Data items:
_ _ _ _ _

//! CLI command definitions.
//!
//! Running `storycrew` without a subcommand is the same as `storycrew run`.

use clap::{Parser, Subcommand};

pub mod run;
pub mod validate_keywords;

/// storycrew - multi-agent content pipeline
#[derive(Parser, Debug)]
#[command(name = "storycrew")]
#[command(version, about = "storycrew - multi-agent content pipeline")]
#[command(long_about = r#"
storycrew runs a crew of LLM agents in sequence to produce a content report:

  kickoff → keywords → story → evaluation → report

The keyword stage must return a valid keyword plan; an invalid one
stops the run.

ENVIRONMENT (a .env file in the working directory is loaded first):
  MODEL           provider/model, e.g. gemini/gemini-2.0-flash (required)
  GEMINI_API_KEY  API key for Gemini models (OPENAI_API_KEY, ANTHROPIC_API_KEY
                  for the other providers)
  TOPIC           topic of the run

EXIT CODES:
  0 - Success
  1 - General error
  2 - Configuration error
  3 - Validation failure
  4 - LLM error
"#)]
#[command(propagate_version = true)]
pub struct Cli {
    /// Enable verbose output
    #[arg(short, long, global = true)]
    pub verbose: bool,

    /// Suppress non-essential output
    #[arg(short, long, global = true, conflicts_with = "verbose")]
    pub quiet: bool,

    #[command(subcommand)]
    pub command: Option<Commands>,

    #[command(flatten)]
    pub run: run::RunArgs,
}

#[derive(Subcommand, Debug)]
pub enum Commands {
    /// Run the content crew (default)
    Run(run::RunArgs),

    /// Validate a keyword record and print its normalized form
    #[command(name = "validate-keywords")]
    ValidateKeywords(validate_keywords::ValidateKeywordsArgs),
}
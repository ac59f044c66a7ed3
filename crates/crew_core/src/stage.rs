//! Stage definitions and results.
//!
//! A stage is one step of the pipeline: in storycrew, one agent executing
//! one task. Stages are registered by name in a `StageRegistry` and run
//! in order by the `PipelineExecutor`.
//!
//! # Example
//!
//! ```rust,ignore
//! use async_trait::async_trait;
//! use crew_core::{CoreResult, PipelineContext, Stage, StageInput, StageOutput, StageResult, TaskOutput};
//!
//! struct Echo;
//!
//! #[async_trait]
//! impl Stage for Echo {
//!     fn name(&self) -> &str { "echo" }
//!     fn description(&self) -> &str { "Repeats the topic" }
//!     fn input(&self) -> StageInput { StageInput::new().require_key("topic") }
//!     fn output(&self) -> StageOutput { StageOutput::new().produces_key("echo") }
//!
//!     async fn execute(&self, context: &mut PipelineContext) -> CoreResult<StageResult> {
//!         let topic = context.input("topic").unwrap_or_default().to_string();
//!         context.record_output(TaskOutput::new("echo", topic));
//!         Ok(StageResult::success("echo"))
//!     }
//! }
//! ```

use std::path::PathBuf;

use async_trait::async_trait;
use chrono::{DateTime, Utc};
use serde::{Deserialize, Serialize};

use crate::context::PipelineContext;
use crate::error::CoreResult;

/// Describes inputs a stage requires.
#[derive(Debug, Clone, Default, Serialize, Deserialize)]
pub struct StageInput {
    /// Keys that must be present as inputs or earlier stage outputs
    pub required_keys: Vec<String>,
    /// Keys used when present
    pub optional_keys: Vec<String>,
}

impl StageInput {
    pub fn new() -> Self {
        Self::default()
    }

    pub fn require_key(mut self, key: impl Into<String>) -> Self {
        self.required_keys.push(key.into());
        self
    }

    pub fn optional_key(mut self, key: impl Into<String>) -> Self {
        self.optional_keys.push(key.into());
        self
    }
}

/// Describes outputs a stage produces.
#[derive(Debug, Clone, Default, Serialize, Deserialize)]
pub struct StageOutput {
    pub produces_keys: Vec<String>,
    pub produces_files: Vec<PathBuf>,
}

impl StageOutput {
    pub fn new() -> Self {
        Self::default()
    }

    pub fn produces_key(mut self, key: impl Into<String>) -> Self {
        self.produces_keys.push(key.into());
        self
    }

    pub fn produces_file(mut self, path: impl Into<PathBuf>) -> Self {
        self.produces_files.push(path.into());
        self
    }
}

/// Result from stage execution.
#[derive(Debug, Clone, Serialize, Deserialize)]
pub struct StageResult {
    pub stage: String,
    pub success: bool,
    pub skipped: bool,
    pub message: Option<String>,
    pub artifacts: Vec<Artifact>,
    pub started_at: DateTime<Utc>,
    pub completed_at: DateTime<Utc>,
}

impl StageResult {
    pub fn success(stage: impl Into<String>) -> Self {
        let now = Utc::now();
        Self {
            stage: stage.into(),
            success: true,
            skipped: false,
            message: None,
            artifacts: Vec::new(),
            started_at: now,
            completed_at: now,
        }
    }

    pub fn failure(stage: impl Into<String>, message: impl Into<String>) -> Self {
        Self {
            success: false,
            message: Some(message.into()),
            ..Self::success(stage)
        }
    }

    pub fn skipped(stage: impl Into<String>) -> Self {
        Self {
            skipped: true,
            message: Some("Skipped".to_string()),
            ..Self::success(stage)
        }
    }

    pub fn with_message(mut self, message: impl Into<String>) -> Self {
        self.message = Some(message.into());
        self
    }

    pub fn with_artifact(mut self, artifact: Artifact) -> Self {
        self.artifacts.push(artifact);
        self
    }

    pub fn started(mut self, at: DateTime<Utc>) -> Self {
        self.started_at = at;
        self
    }
}

/// A file produced by a stage.
#[derive(Debug, Clone, Serialize, Deserialize)]
pub struct Artifact {
    pub name: String,
    pub artifact_type: ArtifactType,
    pub path: PathBuf,
    pub bytes: u64,
}

impl Artifact {
    pub fn new(name: impl Into<String>, artifact_type: ArtifactType, path: PathBuf) -> Self {
        Self {
            name: name.into(),
            artifact_type,
            path,
            bytes: 0,
        }
    }

    pub fn with_size(mut self, bytes: u64) -> Self {
        self.bytes = bytes;
        self
    }
}

/// Types of artifacts.
#[derive(Debug, Clone, Copy, Serialize, Deserialize, PartialEq, Eq)]
#[serde(rename_all = "snake_case")]
pub enum ArtifactType {
    Report,
    Structured,
    Text,
}

impl ArtifactType {
    /// Guess the artifact type from a file extension.
    pub fn from_path(path: &std::path::Path) -> Self {
        match path.extension().and_then(|e| e.to_str()) {
            Some("md") | Some("markdown") | Some("html") => Self::Report,
            Some("json") | Some("yaml") | Some("yml") => Self::Structured,
            _ => Self::Text,
        }
    }
}

/// Trait for stage implementations.
///
/// Stages must be `Send + Sync`; the executor holds them behind `Arc`.
#[async_trait]
pub trait Stage: Send + Sync {
    /// Unique stage name, used for registry lookup and as the output key.
    fn name(&self) -> &str;

    /// Human-readable description of the stage.
    fn description(&self) -> &str;

    /// Declare the inputs this stage requires.
    fn input(&self) -> StageInput;

    /// Declare the outputs this stage produces.
    fn output(&self) -> StageOutput;

    /// Execute the stage.
    ///
    /// The context is mutable so the stage can record its output for the
    /// stages that follow.
    async fn execute(&self, context: &mut PipelineContext) -> CoreResult<StageResult>;

    /// Check if the stage should run given the context.
    ///
    /// Default: always run.
    fn should_run(&self, _context: &PipelineContext) -> bool {
        true
    }
}
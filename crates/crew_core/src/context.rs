//! Pipeline context carrying run inputs and stage outputs.

use std::collections::HashMap;
use std::path::PathBuf;

use serde::{Deserialize, Serialize};
use uuid::Uuid;

use crate::error::{CoreError, CoreResult};

/// Output recorded by a stage.
#[derive(Debug, Clone, Serialize, Deserialize)]
pub struct TaskOutput {
    /// Name of the stage that produced this output
    pub stage: String,
    /// Raw text as returned by the agent
    pub raw: String,
    /// Validated structured form, when the stage declares a schema
    pub structured: Option<serde_json::Value>,
}

impl TaskOutput {
    pub fn new(stage: impl Into<String>, raw: impl Into<String>) -> Self {
        Self {
            stage: stage.into(),
            raw: raw.into(),
            structured: None,
        }
    }

    pub fn with_structured(mut self, value: serde_json::Value) -> Self {
        self.structured = Some(value);
        self
    }
}

/// Pipeline context containing all execution parameters.
#[derive(Debug, Clone, Serialize, Deserialize)]
pub struct PipelineContext {
    /// Unique run ID
    pub run_id: Uuid,
    /// Directory that receives output files
    pub output_dir: PathBuf,
    /// Template inputs (topic, run timestamp, ...)
    pub inputs: HashMap<String, String>,
    /// Stage outputs in execution order
    pub outputs: Vec<TaskOutput>,
}

impl PipelineContext {
    /// Create a new context writing into `output_dir`.
    pub fn new(output_dir: impl Into<PathBuf>) -> Self {
        Self {
            run_id: Uuid::new_v4(),
            output_dir: output_dir.into(),
            inputs: HashMap::new(),
            outputs: Vec::new(),
        }
    }

    /// Add a template input.
    pub fn with_input(mut self, key: impl Into<String>, value: impl Into<String>) -> Self {
        self.inputs.insert(key.into(), value.into());
        self
    }

    /// Add several template inputs.
    pub fn with_inputs<K, V>(mut self, inputs: impl IntoIterator<Item = (K, V)>) -> Self
    where
        K: Into<String>,
        V: Into<String>,
    {
        for (k, v) in inputs {
            self.inputs.insert(k.into(), v.into());
        }
        self
    }

    /// Get a template input.
    pub fn input(&self, key: &str) -> Option<&str> {
        self.inputs.get(key).map(|s| s.as_str())
    }

    /// Record a stage output, replacing an earlier output of the same stage.
    pub fn record_output(&mut self, output: TaskOutput) {
        self.outputs.retain(|o| o.stage != output.stage);
        self.outputs.push(output);
    }

    /// Get the output of a stage.
    pub fn output(&self, stage: &str) -> Option<&TaskOutput> {
        self.outputs.iter().find(|o| o.stage == stage)
    }

    /// Deserialize the structured output of a stage.
    ///
    /// `Ok(None)` when the stage has not run or recorded no structured form.
    pub fn structured_output<T: serde::de::DeserializeOwned>(
        &self,
        stage: &str,
    ) -> CoreResult<Option<T>> {
        let Some(value) = self.output(stage).and_then(|o| o.structured.clone()) else {
            return Ok(None);
        };
        serde_json::from_value(value)
            .map(Some)
            .map_err(|e| CoreError::Serialization {
                stage: stage.to_string(),
                message: e.to_string(),
            })
    }

    /// The most recent output.
    pub fn last_output(&self) -> Option<&TaskOutput> {
        self.outputs.last()
    }

    /// Check whether a key is available as an input or a stage output.
    pub fn has_key(&self, key: &str) -> bool {
        self.inputs.contains_key(key) || self.output(key).is_some()
    }
}
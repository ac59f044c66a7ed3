//! Provider-neutral request and response types.

use serde::{Deserialize, Serialize};

/// Message role in a conversation
#[derive(Debug, Clone, Copy, Serialize, Deserialize, PartialEq, Eq)]
#[serde(rename_all = "lowercase")]
pub enum MessageRole {
    User,
    Assistant,
}

/// A single chat message
#[derive(Debug, Clone, Serialize, Deserialize, PartialEq, Eq)]
pub struct ChatMessage {
    pub role: MessageRole,
    pub content: String,
}

impl ChatMessage {
    pub fn user(content: impl Into<String>) -> Self {
        Self {
            role: MessageRole::User,
            content: content.into(),
        }
    }

    pub fn assistant(content: impl Into<String>) -> Self {
        Self {
            role: MessageRole::Assistant,
            content: content.into(),
        }
    }
}

/// A completion request: a system prompt plus the conversation so far.
#[derive(Debug, Clone, Default, Serialize, Deserialize, PartialEq, Eq)]
pub struct CompletionRequest {
    pub system: Option<String>,
    pub messages: Vec<ChatMessage>,
    pub max_tokens: Option<u32>,
}

impl CompletionRequest {
    pub fn new() -> Self {
        Self::default()
    }

    pub fn with_system(mut self, system: impl Into<String>) -> Self {
        self.system = Some(system.into());
        self
    }

    pub fn with_message(mut self, message: ChatMessage) -> Self {
        self.messages.push(message);
        self
    }

    pub fn with_max_tokens(mut self, max_tokens: u32) -> Self {
        self.max_tokens = Some(max_tokens);
        self
    }

    /// Text of the last user message, if any.
    pub fn last_user_message(&self) -> Option<&str> {
        self.messages
            .iter()
            .rev()
            .find(|m| m.role == MessageRole::User)
            .map(|m| m.content.as_str())
    }
}

/// Response from LLM including usage info
#[derive(Debug, Clone, Serialize, Deserialize, PartialEq, Eq)]
pub struct LlmResponse {
    pub content: String,
    pub input_tokens: u64,
    pub output_tokens: u64,
    pub model: String,
}
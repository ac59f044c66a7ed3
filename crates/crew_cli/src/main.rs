//! storycrew CLI - Main entry point.
//!
//! Exit codes:
//! - 0: Success
//! - 1: General error
//! - 2: Configuration error (missing MODEL or API key, bad crew config)
//! - 3: Validation failure (keyword record rejected)
//! - 4: LLM error

use std::process::ExitCode;

use clap::Parser;
use tracing::{debug, warn};
use tracing_subscriber::{fmt, prelude::*, EnvFilter};

mod commands;

use commands::{Cli, Commands};
use crew_agents::AgentError;
use crew_core::CoreError;
use crew_llm::LlmError;
use crew_spec::{SpecError, ValidationError};

/// CI-friendly exit codes
pub struct ExitCodes;

impl ExitCodes {
    pub const SUCCESS: u8 = 0;
    pub const GENERAL_ERROR: u8 = 1;
    pub const CONFIG_ERROR: u8 = 2;
    pub const VALIDATION_FAILURE: u8 = 3;
    pub const LLM_ERROR: u8 = 4;
}

#[tokio::main]
async fn main() -> ExitCode {
    // Before parsing, so .env values can feed `env = ...` arguments
    let dotenv = dotenvy::dotenv();

    let cli = Cli::parse();
    init_logging(cli.verbose, cli.quiet);

    match dotenv {
        Ok(path) => debug!("Loaded environment from {}", path.display()),
        Err(e) if e.not_found() => {}
        Err(e) => warn!("Ignoring .env file: {}", e),
    }

    let result = match cli.command {
        Some(Commands::Run(args)) => commands::run::execute(args).await,
        Some(Commands::ValidateKeywords(args)) => commands::validate_keywords::execute(args).await,
        None => commands::run::execute(cli.run).await,
    };

    match result {
        Ok(()) => ExitCode::from(ExitCodes::SUCCESS),
        Err(e) => {
            let exit_code = categorize_error(&e);
            eprintln!("❌ Error: {:#}", e);
            ExitCode::from(exit_code)
        }
    }
}

fn log_directives(verbose: bool, quiet: bool) -> &'static str {
    if verbose {
        "storycrew=debug,crew_=debug,warn"
    } else if quiet {
        "warn"
    } else {
        "storycrew=info,crew_=info,warn"
    }
}

fn init_logging(verbose: bool, quiet: bool) {
    let filter = EnvFilter::try_from_default_env()
        .unwrap_or_else(|_| EnvFilter::new(log_directives(verbose, quiet)));

    // Logging may already be initialized; ignore
    let _ = tracing_subscriber::registry()
        .with(fmt::layer().with_target(false).with_writer(std::io::stderr))
        .with(filter)
        .try_init();
}

/// Categorize error to determine exit code
fn categorize_error(e: &anyhow::Error) -> u8 {
    for cause in e.chain() {
        if cause.downcast_ref::<ValidationError>().is_some() {
            return ExitCodes::VALIDATION_FAILURE;
        }
        if cause.downcast_ref::<SpecError>().is_some() {
            return ExitCodes::VALIDATION_FAILURE;
        }
        if let Some(err) = cause.downcast_ref::<LlmError>() {
            return categorize_llm_error(err);
        }
        if let Some(err) = cause.downcast_ref::<AgentError>() {
            return categorize_agent_error(err);
        }
        if let Some(err) = cause.downcast_ref::<CoreError>() {
            if let CoreError::DependencyNotSatisfied { .. } = err {
                return ExitCodes::CONFIG_ERROR;
            }
            if let Some(agent) = err.stage_error().and_then(|e| e.downcast_ref::<AgentError>()) {
                return categorize_agent_error(agent);
            }
        }
    }
    ExitCodes::GENERAL_ERROR
}

fn categorize_llm_error(err: &LlmError) -> u8 {
    if err.is_configuration() {
        ExitCodes::CONFIG_ERROR
    } else {
        ExitCodes::LLM_ERROR
    }
}

fn categorize_agent_error(err: &AgentError) -> u8 {
    match err {
        AgentError::Spec(_) => ExitCodes::VALIDATION_FAILURE,
        AgentError::Llm(inner) => categorize_llm_error(inner),
        err if err.is_configuration() => ExitCodes::CONFIG_ERROR,
        _ => ExitCodes::GENERAL_ERROR,
    }
}

#[cfg(test)]
mod tests {
    use super::*;
    use anyhow::Context;

    fn stage_failure(err: AgentError) -> anyhow::Error {
        anyhow::Error::new(CoreError::StageFailed {
            stage: "keywords_task".to_string(),
            source: Box::new(CoreError::stage(err)),
        })
    }

    #[test]
    fn test_validation_failure_in_stage() {
        let err = stage_failure(AgentError::Spec(SpecError::Validation(
            ValidationError::EmptyPrimaryKeywords,
        )));
        assert_eq!(categorize_error(&err), ExitCodes::VALIDATION_FAILURE);
        assert!(format!("{:#}", err).contains("primary_keywords"));
    }

    #[test]
    fn test_validation_failure_direct() {
        let err = anyhow::Error::new(SpecError::NoStructuredOutput).context("Checking record");
        assert_eq!(categorize_error(&err), ExitCodes::VALIDATION_FAILURE);
    }

    #[test]
    fn test_llm_errors() {
        let err = stage_failure(AgentError::Llm(LlmError::Api {
            provider: "gemini".to_string(),
            status: 500,
            body: String::new(),
        }));
        assert_eq!(categorize_error(&err), ExitCodes::LLM_ERROR);

        let err = anyhow::Error::new(LlmError::MissingEnv("GEMINI_API_KEY".to_string()))
            .context("Failed to configure the LLM");
        assert_eq!(categorize_error(&err), ExitCodes::CONFIG_ERROR);
    }

    #[test]
    fn test_config_errors() {
        let err = anyhow::Error::new(AgentError::TaskNotFound("report_task".to_string()));
        assert_eq!(categorize_error(&err), ExitCodes::CONFIG_ERROR);

        let err = anyhow::Error::new(CoreError::DependencyNotSatisfied {
            stage: "kickoff_task".to_string(),
            key: "topic".to_string(),
        });
        assert_eq!(categorize_error(&err), ExitCodes::CONFIG_ERROR);
    }

    #[test]
    fn test_general_error() {
        let err: anyhow::Error = Err::<(), _>(std::io::Error::new(std::io::ErrorKind::Other, "disk full"))
            .context("Writing report")
            .unwrap_err();
        assert_eq!(categorize_error(&err), ExitCodes::GENERAL_ERROR);
    }

    #[test]
    fn test_log_directives() {
        assert_eq!(log_directives(false, false), "storycrew=info,crew_=info,warn");
        assert!(log_directives(true, false).contains("crew_=debug"));
        assert_eq!(log_directives(false, true), "warn");
    }
}
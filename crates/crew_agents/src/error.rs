//! Error types for agents module.

use std::path::PathBuf;

use thiserror::Error;

/// Result type alias for agent operations.
pub type AgentResult<T> = Result<T, AgentError>;

/// Errors that can occur while configuring or running agents.
#[derive(Error, Debug)]
pub enum AgentError {
    #[error("Agent not found: {0}")]
    AgentNotFound(String),

    #[error("Task not found: {0}")]
    TaskNotFound(String),

    #[error("Task '{task}' references unknown agent '{agent}'")]
    UnknownAgent { task: String, agent: String },

    #[error("No value for placeholder {{{0}}}")]
    MissingInput(String),

    #[error("Failed to read {path}: {source}")]
    ConfigFile {
        path: PathBuf,
        #[source]
        source: std::io::Error,
    },

    #[error("YAML error: {0}")]
    Yaml(#[from] serde_yaml::Error),

    #[error("Failed to write {path}: {source}")]
    OutputFile {
        path: PathBuf,
        #[source]
        source: std::io::Error,
    },

    #[error(transparent)]
    Spec(#[from] crew_spec::SpecError),

    #[error(transparent)]
    Core(#[from] crew_core::CoreError),

    #[error(transparent)]
    Llm(#[from] crew_llm::LlmError),
}

impl AgentError {
    /// The keyword validation failure behind this error, if any.
    pub fn validation(&self) -> Option<&crew_spec::ValidationError> {
        match self {
            Self::Spec(crew_spec::SpecError::Validation(err)) => Some(err),
            _ => None,
        }
    }

    /// Whether the error comes from crew configuration or template inputs.
    pub fn is_configuration(&self) -> bool {
        matches!(
            self,
            Self::AgentNotFound(_)
                | Self::TaskNotFound(_)
                | Self::UnknownAgent { .. }
                | Self::MissingInput(_)
                | Self::ConfigFile { .. }
                | Self::Yaml(_)
        )
    }
}

impl From<AgentError> for crew_core::CoreError {
    fn from(err: AgentError) -> Self {
        match err {
            AgentError::Core(inner) => inner,
            other => crew_core::CoreError::stage(other),
        }
    }
}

_ _ _ _ _

### What the task asks
Reply with the count alone: how many lines of the records contain the string "present"?

### Task output
2